In (A), WT mice were infected intranasally with 10⁶ PFU and 10⁴ PFU and treated twice a day, from day three to ten post infection, with vehicle or the PAFR antagonist, PCA 4248 (5 mg/kg/dose). Survival was monitored daily and was improved in PCA-treated mice infected with 10⁶ PFU, when compared to vehicle group (A); (* for p = 0.0161; log rank test, n = 8–9). To assess lung responses, mice were treated twice a day, from day three to 5 post infection, with vehicle or the PAFR antagonist, PCA 4248 (5 mg/kg/dose). Total leukocyte (B), mononuclear cell (C), and neutrophils (D) recruitment in the airways, as assessed by counts of BALF recovered cells, are shown in Mock infected and 10⁶ PFU infected, vehicle or PCA treated groups (n = 4–6, each group).
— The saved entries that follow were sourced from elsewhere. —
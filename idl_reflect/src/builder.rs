/* Back-to-front buffer builder.
 *
 * Bytes are prepended: the used region is `buf[head..]` and every position is
 * tracked as its distance from the end (`offset()`), which never changes once
 * written. Children therefore have to exist before the parent that refers to
 * them. References are forward 64-bit offsets, tables start with a 64-bit
 * signed offset to their vtable, and vtables are 16-bit entries
 * `[vtable bytes, table bytes, field offsets...]`.
 */

use crate::errors::{ReflectError, ReflectResult};
use crate::scalar::Scalar;
use std::collections::HashMap;

pub const UOFFSET_SIZE: usize = 8;
pub const SOFFSET_SIZE: usize = 8;
pub const VOFFSET_SIZE: usize = 2;
pub const FILE_IDENTIFIER_LENGTH: usize = 4;

/* Distance of a written object from the end of the buffer */
#[derive(Debug, Clone, Copy, PartialEq, Eq, PartialOrd, Ord, Hash, Default)]
pub struct UOffset(pub u64);

impl UOffset {
    pub fn is_null(self) -> bool {
        self.0 == 0
    }
}

/* vtable slot of a field, `4 + 2 * index` */
pub fn voffset(slot: u16) -> u16 {
    (2 + slot) * VOFFSET_SIZE as u16
}

#[derive(Debug)]
pub struct BufferBuilder {
    buf: Vec<u8>,
    head: usize,
    minalign: usize,
    /* Field positions of the open table, 0 when absent */
    fields: Vec<u64>,
    table_start: Option<u64>,
    vector_len: Option<u64>,
    vtables: Vec<(Vec<u16>, u64)>,
    shared_strings: HashMap<String, UOffset>,
    force_defaults: bool,
    finished: bool,
}

impl Default for BufferBuilder {
    fn default() -> Self {
        Self::with_capacity(1024)
    }
}

impl BufferBuilder {
    pub fn new() -> Self {
        Self::default()
    }

    pub fn with_capacity(capacity: usize) -> Self {
        let capacity = capacity.max(16);
        BufferBuilder {
            buf: vec![0; capacity],
            head: capacity,
            minalign: 1,
            fields: Vec::new(),
            table_start: None,
            vector_len: None,
            vtables: Vec::new(),
            shared_strings: HashMap::new(),
            force_defaults: false,
            finished: false,
        }
    }

    /* Write scalars even when they equal their default */
    pub fn force_defaults(&mut self, force: bool) {
        self.force_defaults = force;
    }

    pub fn offset(&self) -> u64 {
        (self.buf.len() - self.head) as u64
    }

    /* Written bytes; only a complete buffer after `finish` */
    pub fn data(&self) -> &[u8] {
        &self.buf[self.head..]
    }

    pub fn finished_data(&self) -> ReflectResult<&[u8]> {
        if !self.finished {
            return Err(ReflectError::BuilderState("buffer has not been finished"));
        }
        Ok(self.data())
    }

    /* ========================================================================
       Raw placement
       ======================================================================== */

    fn ensure_space(&mut self, len: usize) {
        if self.head >= len {
            return;
        }
        let used = self.buf.len() - self.head;
        let new_len = (self.buf.len() * 2).max(used + len);
        let mut grown = vec![0u8; new_len];
        grown[new_len - used..].copy_from_slice(&self.buf[self.head..]);
        self.head = new_len - used;
        self.buf = grown;
    }

    fn push_bytes(&mut self, bytes: &[u8]) {
        self.ensure_space(bytes.len());
        self.head -= bytes.len();
        self.buf[self.head..self.head + bytes.len()].copy_from_slice(bytes);
    }

    pub fn pad(&mut self, len: usize) {
        self.ensure_space(len);
        for _ in 0..len {
            self.head -= 1;
            self.buf[self.head] = 0;
        }
    }

    /* Pads so that after writing `additional` bytes the offset is a multiple of `size` */
    pub fn prep(&mut self, size: usize, additional: usize) {
        let size = size.max(1);
        self.minalign = self.minalign.max(size);
        let used = self.offset() as usize + additional;
        let padding = (size - used % size) % size;
        self.pad(padding);
    }

    pub fn push<T: Scalar>(&mut self, value: T) {
        let mut raw = [0u8; 8];
        value.write_le(&mut raw);
        self.push_bytes(&raw[..T::SIZE]);
    }

    /* Aligned scalar write */
    pub fn add<T: Scalar>(&mut self, value: T) {
        self.prep(T::SIZE, 0);
        self.push(value);
    }

    /* Writes a forward reference to an already written object */
    pub fn add_uoffset(&mut self, target: UOffset) -> ReflectResult<()> {
        self.prep(UOFFSET_SIZE, 0);
        if target.0 > self.offset() {
            return Err(ReflectError::BuilderState("reference to an object not yet written"));
        }
        let relative = self.offset() + UOFFSET_SIZE as u64 - target.0;
        self.push(relative);
        Ok(())
    }

    fn assert_not_nested(&self, what: &'static str) -> ReflectResult<()> {
        if self.table_start.is_some() || self.vector_len.is_some() {
            return Err(ReflectError::BuilderState(what));
        }
        Ok(())
    }

    /* ========================================================================
       Tables
       ======================================================================== */

    pub fn start_table(&mut self, num_fields: usize) -> ReflectResult<()> {
        self.assert_not_nested("tables cannot be nested; build children first")?;
        self.fields = vec![0; num_fields];
        self.table_start = Some(self.offset());
        self.finished = false;
        Ok(())
    }

    fn track_field(&mut self, slot: u16) -> ReflectResult<()> {
        if self.table_start.is_none() {
            return Err(ReflectError::BuilderState("field added outside of a table"));
        }
        let slot = slot as usize;
        if slot >= self.fields.len() {
            self.fields.resize(slot + 1, 0);
        }
        self.fields[slot] = self.offset();
        Ok(())
    }

    /* Scalar field; skipped when equal to `default` unless defaults are forced.
     * `None` marks an optional scalar, which is always written. */
    pub fn add_scalar<T: Scalar>(&mut self, slot: u16, value: T, default: Option<T>) -> ReflectResult<()> {
        if !self.force_defaults && default == Some(value) {
            return Ok(());
        }
        self.add(value);
        self.track_field(slot)
    }

    /* Raw little-endian scalar of the given width, used by the reflective packer */
    pub fn add_scalar_bytes(&mut self, slot: u16, bytes: &[u8], default: Option<&[u8]>) -> ReflectResult<()> {
        if !self.force_defaults && default == Some(bytes) {
            return Ok(());
        }
        self.prep(bytes.len(), 0);
        self.push_bytes(bytes);
        self.track_field(slot)
    }

    pub fn add_offset(&mut self, slot: u16, target: UOffset) -> ReflectResult<()> {
        if target.is_null() {
            return Ok(());
        }
        self.add_uoffset(target)?;
        self.track_field(slot)
    }

    /* The struct must be the last thing written */
    pub fn add_struct(&mut self, slot: u16, target: UOffset) -> ReflectResult<()> {
        if target.0 != self.offset() {
            return Err(ReflectError::NotInline {
                slot,
                expected: self.offset(),
                actual: target.0,
            });
        }
        self.track_field(slot)
    }

    pub fn end_table(&mut self) -> ReflectResult<UOffset> {
        let Some(table_start) = self.table_start else {
            return Err(ReflectError::BuilderState("end_table without start_table"));
        };

        self.prep(SOFFSET_SIZE, 0);
        self.push(0i64);
        let object = self.offset();

        while self.fields.last() == Some(&0) {
            self.fields.pop();
        }
        /* vtable entries are 16 bits wide */
        let entry = |value: u64| u16::try_from(value).map_err(|_| ReflectError::BuilderState("table does not fit a 16-bit vtable"));
        let mut vtable = Vec::with_capacity(self.fields.len() + 2);
        vtable.push(entry(((2 + self.fields.len()) * VOFFSET_SIZE) as u64)?);
        vtable.push(entry(object - table_start)?);
        for &position in &self.fields {
            vtable.push(if position == 0 { 0 } else { entry(object - position)? });
        }

        let existing = self.vtables.iter().find(|(entries, _)| *entries == vtable).map(|(_, at)| *at);
        let vtable_at = match existing {
            Some(at) => at,
            None => {
                for &entry in vtable.iter().rev() {
                    self.push(entry);
                }
                let at = self.offset();
                self.vtables.push((vtable, at));
                at
            }
        };

        /* table position minus vtable position */
        let soffset = vtable_at as i64 - object as i64;
        let index = self.buf.len() - object as usize;
        soffset.write_le(&mut self.buf[index..index + SOFFSET_SIZE]);

        self.fields.clear();
        self.table_start = None;
        Ok(UOffset(object))
    }

    /* Fails when the field at `voffset` of a finished table was never written */
    pub fn required(&self, table: UOffset, voffset: u16, table_name: &str, field: &str) -> ReflectResult<()> {
        let data = self.data();
        let missing = || ReflectError::MissingRequired {
            table: table_name.to_string(),
            field: field.to_string(),
        };
        let table_pos = data.len() as i64 - table.0 as i64;
        if table_pos < 0 || table_pos as usize + SOFFSET_SIZE > data.len() {
            return Err(missing());
        }
        let soffset = i64::read_le(&data[table_pos as usize..]);
        let vtable_pos = table_pos - soffset;
        if vtable_pos < 0 || vtable_pos as usize + 2 * VOFFSET_SIZE > data.len() {
            return Err(missing());
        }
        let vtable_pos = vtable_pos as usize;
        let vtable_len = u16::read_le(&data[vtable_pos..]);
        let entry = vtable_pos + voffset as usize;
        if voffset >= vtable_len || entry + VOFFSET_SIZE > data.len() || u16::read_le(&data[entry..]) == 0 {
            return Err(missing());
        }
        Ok(())
    }

    /* ========================================================================
       Vectors and strings
       ======================================================================== */

    pub fn start_vector(&mut self, elem_size: usize, num_elems: usize, alignment: usize) -> ReflectResult<()> {
        self.assert_not_nested("vectors cannot be started inside a table or vector")?;
        let bytes = elem_size * num_elems;
        self.prep(UOFFSET_SIZE, bytes);
        self.prep(alignment, bytes);
        self.vector_len = Some(num_elems as u64);
        Ok(())
    }

    pub fn end_vector(&mut self) -> ReflectResult<UOffset> {
        let Some(len) = self.vector_len.take() else {
            return Err(ReflectError::BuilderState("end_vector without start_vector"));
        };
        self.add(len);
        Ok(UOffset(self.offset()))
    }

    /* Raw element bytes; elements are pushed last to first */
    pub fn push_element_bytes(&mut self, bytes: &[u8]) {
        self.push_bytes(bytes);
    }

    pub fn create_vector<T: Scalar>(&mut self, items: &[T]) -> ReflectResult<UOffset> {
        self.start_vector(T::SIZE, items.len(), T::SIZE)?;
        for &item in items.iter().rev() {
            self.push(item);
        }
        self.end_vector()
    }

    pub fn create_vector_of_offsets(&mut self, items: &[UOffset]) -> ReflectResult<UOffset> {
        self.start_vector(UOFFSET_SIZE, items.len(), UOFFSET_SIZE)?;
        for &item in items.iter().rev() {
            self.add_uoffset(item)?;
        }
        self.end_vector()
    }

    /* u64 length, bytes, NUL terminator */
    pub fn create_string(&mut self, value: &str) -> ReflectResult<UOffset> {
        self.assert_not_nested("strings cannot be created inside a table or vector")?;
        let bytes = value.as_bytes();
        self.prep(UOFFSET_SIZE, bytes.len() + 1);
        self.push(0u8);
        self.push_bytes(bytes);
        self.add(bytes.len() as u64);
        Ok(UOffset(self.offset()))
    }

    /* Deduplicated against every string created through this method */
    pub fn create_shared_string(&mut self, value: &str) -> ReflectResult<UOffset> {
        if let Some(&existing) = self.shared_strings.get(value) {
            return Ok(existing);
        }
        let offset = self.create_string(value)?;
        self.shared_strings.insert(value.to_string(), offset);
        Ok(offset)
    }

    /* Fixed struct image, written in one piece */
    pub fn create_struct(&mut self, alignment: usize, bytes: &[u8]) -> UOffset {
        self.prep(alignment, bytes.len());
        self.push_bytes(bytes);
        UOffset(self.offset())
    }

    /* ========================================================================
       Finishing
       ======================================================================== */

    pub fn finish(&mut self, root: UOffset, file_identifier: Option<&str>, size_prefixed: bool) -> ReflectResult<()> {
        self.assert_not_nested("finish with an open table or vector")?;
        let ident = match file_identifier {
            Some(ident) if ident.len() != FILE_IDENTIFIER_LENGTH => {
                return Err(ReflectError::InvalidIdentifier(ident.to_string()));
            }
            Some(ident) => ident.as_bytes(),
            None => &[],
        };
        let prefix = if size_prefixed { UOFFSET_SIZE } else { 0 };
        let minalign = self.minalign.max(UOFFSET_SIZE);
        self.prep(minalign, UOFFSET_SIZE + ident.len() + prefix);
        self.push_bytes(ident);
        self.add_uoffset(root)?;
        if size_prefixed {
            let size = self.offset();
            self.push(size);
        }
        self.finished = true;
        Ok(())
    }
}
Neutrophil recruitment in the lung parenchyma, as assessed by MPO (E) and total protein quantification (F) in BALF (n = 6–8, each group) are also shown. Data are presented as Mean ± SEM. *, ** and *** for p<0.05, p<0.01 and p<0.001, respectively, when compared to Mock group; ## for p<0.01 and ### for p<0.001 when compared to vehicle group (one-way ANOVA, Newman-Keuls).